> [What you have to do]: Only the lines that include "GenerateRequest" should be copied from the data below.

• • • • •

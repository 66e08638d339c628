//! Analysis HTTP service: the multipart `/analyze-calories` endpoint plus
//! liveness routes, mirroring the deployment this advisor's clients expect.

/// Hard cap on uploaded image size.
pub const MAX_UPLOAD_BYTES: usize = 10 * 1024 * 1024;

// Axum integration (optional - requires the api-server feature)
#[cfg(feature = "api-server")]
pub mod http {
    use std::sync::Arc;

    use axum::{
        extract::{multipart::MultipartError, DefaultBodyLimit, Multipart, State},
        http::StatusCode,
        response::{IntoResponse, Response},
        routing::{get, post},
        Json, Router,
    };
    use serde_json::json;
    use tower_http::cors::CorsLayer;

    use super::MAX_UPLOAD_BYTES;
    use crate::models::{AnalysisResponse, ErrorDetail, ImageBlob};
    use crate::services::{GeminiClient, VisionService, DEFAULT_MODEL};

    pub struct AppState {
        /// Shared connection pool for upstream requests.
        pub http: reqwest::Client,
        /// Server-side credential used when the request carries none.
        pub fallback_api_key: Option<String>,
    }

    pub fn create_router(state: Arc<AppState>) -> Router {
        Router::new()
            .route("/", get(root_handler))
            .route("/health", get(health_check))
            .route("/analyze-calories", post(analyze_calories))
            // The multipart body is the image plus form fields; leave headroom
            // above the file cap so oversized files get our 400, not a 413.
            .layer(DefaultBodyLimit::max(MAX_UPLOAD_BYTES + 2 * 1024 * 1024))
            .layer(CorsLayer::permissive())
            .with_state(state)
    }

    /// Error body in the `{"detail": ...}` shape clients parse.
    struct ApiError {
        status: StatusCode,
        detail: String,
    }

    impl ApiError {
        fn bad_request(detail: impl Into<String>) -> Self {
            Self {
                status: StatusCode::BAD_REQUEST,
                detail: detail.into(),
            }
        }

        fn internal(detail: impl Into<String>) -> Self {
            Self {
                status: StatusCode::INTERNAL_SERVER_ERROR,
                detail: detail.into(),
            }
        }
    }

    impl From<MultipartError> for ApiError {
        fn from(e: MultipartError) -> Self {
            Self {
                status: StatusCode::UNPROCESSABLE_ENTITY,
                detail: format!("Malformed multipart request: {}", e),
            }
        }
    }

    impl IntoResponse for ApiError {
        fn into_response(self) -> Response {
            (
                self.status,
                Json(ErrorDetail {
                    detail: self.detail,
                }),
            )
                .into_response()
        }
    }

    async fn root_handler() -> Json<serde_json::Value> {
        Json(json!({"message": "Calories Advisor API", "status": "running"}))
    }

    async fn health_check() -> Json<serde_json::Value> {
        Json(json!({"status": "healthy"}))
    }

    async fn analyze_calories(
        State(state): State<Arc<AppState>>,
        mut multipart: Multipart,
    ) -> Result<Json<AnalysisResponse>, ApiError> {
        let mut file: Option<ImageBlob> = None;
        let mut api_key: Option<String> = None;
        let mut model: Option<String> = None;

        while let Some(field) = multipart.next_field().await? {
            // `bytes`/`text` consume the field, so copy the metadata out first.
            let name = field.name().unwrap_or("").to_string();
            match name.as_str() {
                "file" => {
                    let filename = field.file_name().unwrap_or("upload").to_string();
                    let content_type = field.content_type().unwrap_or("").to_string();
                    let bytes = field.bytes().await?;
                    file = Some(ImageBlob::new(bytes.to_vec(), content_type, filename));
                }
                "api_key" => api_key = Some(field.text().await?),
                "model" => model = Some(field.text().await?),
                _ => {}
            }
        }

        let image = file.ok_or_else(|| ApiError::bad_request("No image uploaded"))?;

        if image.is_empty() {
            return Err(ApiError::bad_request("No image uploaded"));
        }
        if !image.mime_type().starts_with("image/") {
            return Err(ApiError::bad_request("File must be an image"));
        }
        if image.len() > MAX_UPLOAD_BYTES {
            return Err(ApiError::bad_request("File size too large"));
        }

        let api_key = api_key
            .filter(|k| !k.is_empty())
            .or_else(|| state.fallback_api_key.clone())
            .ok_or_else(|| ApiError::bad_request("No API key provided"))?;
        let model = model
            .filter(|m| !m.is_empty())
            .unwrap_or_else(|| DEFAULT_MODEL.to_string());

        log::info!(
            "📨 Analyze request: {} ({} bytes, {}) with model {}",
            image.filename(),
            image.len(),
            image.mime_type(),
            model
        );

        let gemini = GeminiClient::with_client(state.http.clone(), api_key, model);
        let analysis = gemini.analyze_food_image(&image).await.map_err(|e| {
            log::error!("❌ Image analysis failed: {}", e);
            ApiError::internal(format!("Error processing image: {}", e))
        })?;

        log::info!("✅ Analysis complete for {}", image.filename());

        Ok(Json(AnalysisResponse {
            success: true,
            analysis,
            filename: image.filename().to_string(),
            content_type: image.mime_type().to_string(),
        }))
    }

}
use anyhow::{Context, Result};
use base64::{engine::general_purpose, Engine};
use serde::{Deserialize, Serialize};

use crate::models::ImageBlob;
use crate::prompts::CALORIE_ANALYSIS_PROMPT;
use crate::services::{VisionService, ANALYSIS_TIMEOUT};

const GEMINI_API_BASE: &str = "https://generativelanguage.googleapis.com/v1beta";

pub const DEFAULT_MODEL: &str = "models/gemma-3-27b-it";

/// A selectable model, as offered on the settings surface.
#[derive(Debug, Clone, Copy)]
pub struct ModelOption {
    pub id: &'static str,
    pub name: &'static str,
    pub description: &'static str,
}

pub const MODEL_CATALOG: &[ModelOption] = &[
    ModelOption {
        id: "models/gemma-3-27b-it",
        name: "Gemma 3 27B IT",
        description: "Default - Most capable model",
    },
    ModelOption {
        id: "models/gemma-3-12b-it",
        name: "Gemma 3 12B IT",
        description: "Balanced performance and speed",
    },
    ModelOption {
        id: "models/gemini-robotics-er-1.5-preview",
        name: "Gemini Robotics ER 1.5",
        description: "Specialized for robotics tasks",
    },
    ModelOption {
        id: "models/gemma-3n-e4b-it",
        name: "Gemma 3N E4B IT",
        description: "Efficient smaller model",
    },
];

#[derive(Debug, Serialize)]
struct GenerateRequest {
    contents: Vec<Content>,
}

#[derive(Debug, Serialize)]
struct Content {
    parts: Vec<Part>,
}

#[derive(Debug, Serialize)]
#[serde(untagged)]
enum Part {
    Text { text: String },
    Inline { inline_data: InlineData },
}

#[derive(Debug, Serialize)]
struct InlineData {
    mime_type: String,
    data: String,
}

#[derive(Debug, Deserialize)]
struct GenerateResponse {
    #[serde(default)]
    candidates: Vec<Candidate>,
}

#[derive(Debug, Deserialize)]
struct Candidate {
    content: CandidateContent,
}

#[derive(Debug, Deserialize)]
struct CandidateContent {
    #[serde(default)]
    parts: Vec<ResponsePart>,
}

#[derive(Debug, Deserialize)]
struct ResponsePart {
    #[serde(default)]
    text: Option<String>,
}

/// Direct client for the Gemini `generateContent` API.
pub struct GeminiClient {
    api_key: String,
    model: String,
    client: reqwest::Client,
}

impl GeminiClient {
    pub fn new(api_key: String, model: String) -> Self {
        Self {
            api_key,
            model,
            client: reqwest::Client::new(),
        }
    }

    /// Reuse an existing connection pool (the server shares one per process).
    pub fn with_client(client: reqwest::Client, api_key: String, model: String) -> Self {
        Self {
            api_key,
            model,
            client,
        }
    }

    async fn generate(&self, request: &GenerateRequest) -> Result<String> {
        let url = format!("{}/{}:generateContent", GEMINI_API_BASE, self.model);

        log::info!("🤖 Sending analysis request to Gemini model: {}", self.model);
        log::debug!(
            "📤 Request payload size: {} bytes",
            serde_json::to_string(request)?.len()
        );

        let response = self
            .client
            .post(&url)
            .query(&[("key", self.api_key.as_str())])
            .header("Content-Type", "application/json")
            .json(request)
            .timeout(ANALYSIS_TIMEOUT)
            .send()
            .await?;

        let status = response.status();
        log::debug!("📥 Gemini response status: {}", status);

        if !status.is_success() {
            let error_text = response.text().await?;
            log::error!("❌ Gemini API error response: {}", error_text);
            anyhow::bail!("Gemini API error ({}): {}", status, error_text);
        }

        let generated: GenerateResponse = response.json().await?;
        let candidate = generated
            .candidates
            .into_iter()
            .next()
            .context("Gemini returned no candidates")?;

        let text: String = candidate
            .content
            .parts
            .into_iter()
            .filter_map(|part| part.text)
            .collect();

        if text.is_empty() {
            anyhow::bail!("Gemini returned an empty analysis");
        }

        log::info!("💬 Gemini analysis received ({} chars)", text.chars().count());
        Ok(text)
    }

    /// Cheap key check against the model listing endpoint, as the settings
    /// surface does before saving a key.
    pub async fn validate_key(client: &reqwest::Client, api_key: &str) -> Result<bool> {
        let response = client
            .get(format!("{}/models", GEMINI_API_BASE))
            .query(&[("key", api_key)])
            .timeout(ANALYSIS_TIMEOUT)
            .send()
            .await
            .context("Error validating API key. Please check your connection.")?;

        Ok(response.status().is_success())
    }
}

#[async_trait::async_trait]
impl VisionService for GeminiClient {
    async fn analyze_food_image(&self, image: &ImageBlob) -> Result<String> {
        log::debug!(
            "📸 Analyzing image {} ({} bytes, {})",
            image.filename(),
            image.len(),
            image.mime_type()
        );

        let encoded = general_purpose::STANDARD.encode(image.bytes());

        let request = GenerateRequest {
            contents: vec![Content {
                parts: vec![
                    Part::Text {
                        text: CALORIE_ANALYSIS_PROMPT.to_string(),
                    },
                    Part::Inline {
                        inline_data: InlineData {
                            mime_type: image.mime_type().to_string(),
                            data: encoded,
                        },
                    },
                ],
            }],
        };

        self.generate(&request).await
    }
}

• • • • •

> [Task solution]:
struct GenerateRequest {
    async fn generate(&self, request: &GenerateRequest) -> Result<String> {
        let request = GenerateRequest {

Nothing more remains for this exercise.